Data excerpts
:::

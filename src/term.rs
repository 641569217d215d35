//! [`HpoTerm`]s are the nodes of the phenotype ontology
//!
//! Each term has a unique [`HpoTermId`] and a name and is connected to
//! its parents and children through `is_a` relationships.

use crate::Ontology;

mod group;
mod hpoterm;
mod hpotermid;
pub(crate) mod internal;

pub use group::{HpoGroup, HpoTermIds};
pub use hpoterm::HpoTerm;
pub use hpotermid::HpoTermId;

/// The direct and indirect parents of a term
pub type HpoParents = HpoGroup;

/// The direct children of a term
pub type HpoChildren = HpoGroup;

/// Iterates [`HpoTerm`]s from a referenced [`HpoGroup`]
pub struct HpoTerms<'a> {
    ontology: &'a Ontology,
    group: HpoTermIds<'a>,
}

impl<'a> HpoTerms<'a> {
    /// Constructs a new [`HpoTerms`] iterator
    pub fn new(group: &'a HpoGroup, ontology: &'a Ontology) -> Self {
        HpoTerms {
            group: group.iter(),
            ontology,
        }
    }
}

impl<'a> Iterator for HpoTerms<'a> {
    type Item = HpoTerm<'a>;
    fn next(&mut self) -> Option<Self::Item> {
        let term_id = self.group.next()?;
        let term = self.ontology.get(term_id)?;
        Some(HpoTerm::new(self.ontology, term))
    }
}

:::

• **TASK PROMPT**:
Where in the entries does the word "Item" occur? Copy out each line that has it.

• **COMPLETED TASK**:
    type Item = HpoTerm<'a>;
    fn next(&mut self) -> Option<Self::Item> {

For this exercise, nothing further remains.